- **Action item**
A complete copy of the entries, exactly as written, is the expected result.

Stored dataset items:
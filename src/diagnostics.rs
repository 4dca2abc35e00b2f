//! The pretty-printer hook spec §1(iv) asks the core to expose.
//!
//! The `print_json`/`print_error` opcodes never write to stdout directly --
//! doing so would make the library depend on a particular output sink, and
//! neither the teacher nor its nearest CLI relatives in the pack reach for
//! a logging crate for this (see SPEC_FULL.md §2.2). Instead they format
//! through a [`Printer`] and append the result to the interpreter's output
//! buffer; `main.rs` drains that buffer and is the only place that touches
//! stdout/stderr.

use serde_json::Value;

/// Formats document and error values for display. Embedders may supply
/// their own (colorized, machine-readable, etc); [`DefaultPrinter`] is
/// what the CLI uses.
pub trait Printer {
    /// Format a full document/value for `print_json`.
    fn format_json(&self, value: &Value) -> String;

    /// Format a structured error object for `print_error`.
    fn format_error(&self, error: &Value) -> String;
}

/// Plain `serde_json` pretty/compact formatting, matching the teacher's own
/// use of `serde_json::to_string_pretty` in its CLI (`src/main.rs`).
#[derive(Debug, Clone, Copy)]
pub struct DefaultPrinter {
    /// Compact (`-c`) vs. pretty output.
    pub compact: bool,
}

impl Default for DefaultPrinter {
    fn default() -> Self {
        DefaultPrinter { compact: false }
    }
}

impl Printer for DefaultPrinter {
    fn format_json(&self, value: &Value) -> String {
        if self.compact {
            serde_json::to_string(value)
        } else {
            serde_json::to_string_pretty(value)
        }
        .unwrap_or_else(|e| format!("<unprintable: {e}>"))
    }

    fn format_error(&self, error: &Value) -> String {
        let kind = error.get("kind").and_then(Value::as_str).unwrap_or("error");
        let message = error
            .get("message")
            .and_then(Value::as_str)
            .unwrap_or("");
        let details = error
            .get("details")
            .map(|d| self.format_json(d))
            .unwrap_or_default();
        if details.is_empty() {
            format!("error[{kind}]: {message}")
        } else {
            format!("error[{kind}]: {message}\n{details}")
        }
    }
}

- **Your response**
filename src/diagnostics.rs
repository 4dca2abc35e00b2f
//! The pretty-printer hook spec §1(iv) asks the core to expose.
//!
//! The `print_json`/`print_error` opcodes never write to stdout directly --
//! doing so would make the library depend on a particular output sink, and
//! neither the teacher nor its nearest CLI relatives in the pack reach for
//! a logging crate for this (see SPEC_FULL.md §2.2). Instead they format
//! through a [`Printer`] and append the result to the interpreter's output
//! buffer; `main.rs` drains that buffer and is the only place that touches
//! stdout/stderr.

use serde_json::Value;

/// Formats document and error values for display. Embedders may supply
/// their own (colorized, machine-readable, etc); [`DefaultPrinter`] is
/// what the CLI uses.
pub trait Printer {
    /// Format a full document/value for `print_json`.
    fn format_json(&self, value: &Value) -> String;

    /// Format a structured error object for `print_error`.
    fn format_error(&self, error: &Value) -> String;
}

/// Plain `serde_json` pretty/compact formatting, matching the teacher's own
/// use of `serde_json::to_string_pretty` in its CLI (`src/main.rs`).
#[derive(Debug, Clone, Copy)]
pub struct DefaultPrinter {
    /// Compact (`-c`) vs. pretty output.
    pub compact: bool,
}

impl Default for DefaultPrinter {
    fn default() -> Self {
        DefaultPrinter { compact: false }
    }
}

impl Printer for DefaultPrinter {
    fn format_json(&self, value: &Value) -> String {
        if self.compact {
            serde_json::to_string(value)
        } else {
            serde_json::to_string_pretty(value)
        }
        .unwrap_or_else(|e| format!("<unprintable: {e}>"))
    }

    fn format_error(&self, error: &Value) -> String {
        let kind = error.get("kind").and_then(Value::as_str).unwrap_or("error");
        let message = error
            .get("message")
            .and_then(Value::as_str)
            .unwrap_or("");
        let details = error
            .get("details")
            .map(|d| self.format_json(d))
            .unwrap_or_default();
        if details.is_empty() {
            format!("error[{kind}]: {message}")
        } else {
            format!("error[{kind}]: {message}\n{details}")
        }
    }
}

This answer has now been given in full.